AIM listing costs, including professional fees and all other associated costs, now stand at 10.6% of all funds raised, up from 7.3% in 2010.* (Full Results Below)

Investor uncertainty, spurred by the Eurozone crisis, has meant that many newly listed companies have struggled to raise finances through capital markets over the past year.

This means that a higher proportion of funds raised are being eaten up by AIM listing fees and broker charges.

New listings on AIM raised just over £518 million last year, down 47% from £959 million raised in 2010.

Laurence Sacker, partner at our London office, explains: “Capital markets worldwide are still reeling from the global flight from risk and AIM is no exception.”

“Many companies have reportedly struggled to raise funds through the markets as external factors, particularly the Eurozone crisis, have caused investors to shy away from equities in favour of more traditional assets.”

“The sheer fact that companies are still coming to list on AIM is a testament to the confidence investors have in AIMs long term stability. AIM will need to repay this confidence down the line, by bouncing back strongly from the economic slowdown.”

“Obviously, firms do not seek AIM listings solely to raise capital. Many companies will list on AIM to generate currency for future acquisitions, to provide a liquid market to allow their employees to buy and sell shares or to raise their profile.”

Despite struggling to raise money through IPOs, companies found AIMs secondary market remained positive, raising £3.7 billion in 2011.

Laurence says: “It is no secret that AIMs secondary fundraising market is still very active. AIM holds a great track record of helping companies to raise funds through further fundraisings post-IPO and has established itself amongst other junior markets because of this.”

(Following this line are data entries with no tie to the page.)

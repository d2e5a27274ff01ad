//! Teacher-account approval surface. Registration and authentication live
//! in an external collaborator; this side only lists teacher accounts,
//! flips their status, and removes an account together with its reserved
//! username.

use serde_json::{json, Value};

use crate::keys;
use crate::model::{User, UserStatus};
use crate::roster::RosterError;
use crate::store::{BatchOp, Store, StoreError};

const MSG_LIST_USERS: &str = "Gagal mengambil data pengguna.";
const MSG_UPDATE_STATUS: &str = "Gagal memperbarui status pengguna.";
const MSG_DELETE_USER: &str = "Gagal menghapus pengguna dari database.";

fn wrap(message: &'static str, source: StoreError) -> RosterError {
    RosterError { message, source }
}

/// All accounts with the teacher role, in storage order. Pending/approved
/// filtering is the caller's concern.
pub fn list_teacher_users(store: &Store) -> Result<Vec<User>, RosterError> {
    let docs = store
        .read_collection(&keys::users_parent())
        .map_err(|e| wrap(MSG_LIST_USERS, e))?;

    let mut users = Vec::new();
    for doc in docs {
        if doc.data.get("role").and_then(Value::as_str) != Some("teacher") {
            continue;
        }
        let mut user: User = serde_json::from_value(doc.data)
            .map_err(StoreError::from)
            .map_err(|e| wrap(MSG_LIST_USERS, e))?;
        user.id = doc.id;
        users.push(user);
    }
    Ok(users)
}

pub fn update_user_status(
    store: &Store,
    user_id: &str,
    status: UserStatus,
) -> Result<(), RosterError> {
    store
        .update_doc(
            &keys::user_path(user_id),
            &json!({ "status": status.as_str() }),
        )
        .map_err(|e| wrap(MSG_UPDATE_STATUS, e))
}

/// Remove the account and release its reserved username in one batch:
/// both go, or neither does.
pub fn delete_user(store: &Store, user_id: &str, username: &str) -> Result<(), RosterError> {
    let ops = vec![
        BatchOp::Delete {
            path: keys::user_path(user_id),
        },
        BatchOp::Delete {
            path: keys::username_path(username),
        },
    ];
    store.batch(&ops).map_err(|e| wrap(MSG_DELETE_USER, e))
}
use std::path::PathBuf;

use serde::Deserialize;

use crate::defaults::Defaults;
use crate::store::Store;

#[derive(Debug, Deserialize, Clone)]
pub struct Request {
    pub id: String,
    pub method: String,
    #[serde(default)]
    pub params: serde_json::Value,
}

pub struct AppState {
    pub workspace: Option<PathBuf>,
    pub store: Option<Store>,
    pub defaults: Defaults,
}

The ever-tightening regulatory environment means that NOMADs are taking on significantly more risk when dealing with new AIM entrants. This has resulted in higher fees being charged to compensate for that risk.

In December 2011, AIM issued a record £400,000 fine against one of its leading NOMADs for breaching AIM rules, including drafting misleading company announcements and not undertaking necessary due diligence on the director of a company seeking admission to AIM.

Laurence comments: “With investor confidence already shaky, the last thing the Stock Exchange will want is a scandal where investors are left out to dry.”

Average costs of AIM IPO as a percentage of the funds raised – includes fees to London Stock Exchange and to professional advisers

Average Cost Graph

* Year to 1 January 2011.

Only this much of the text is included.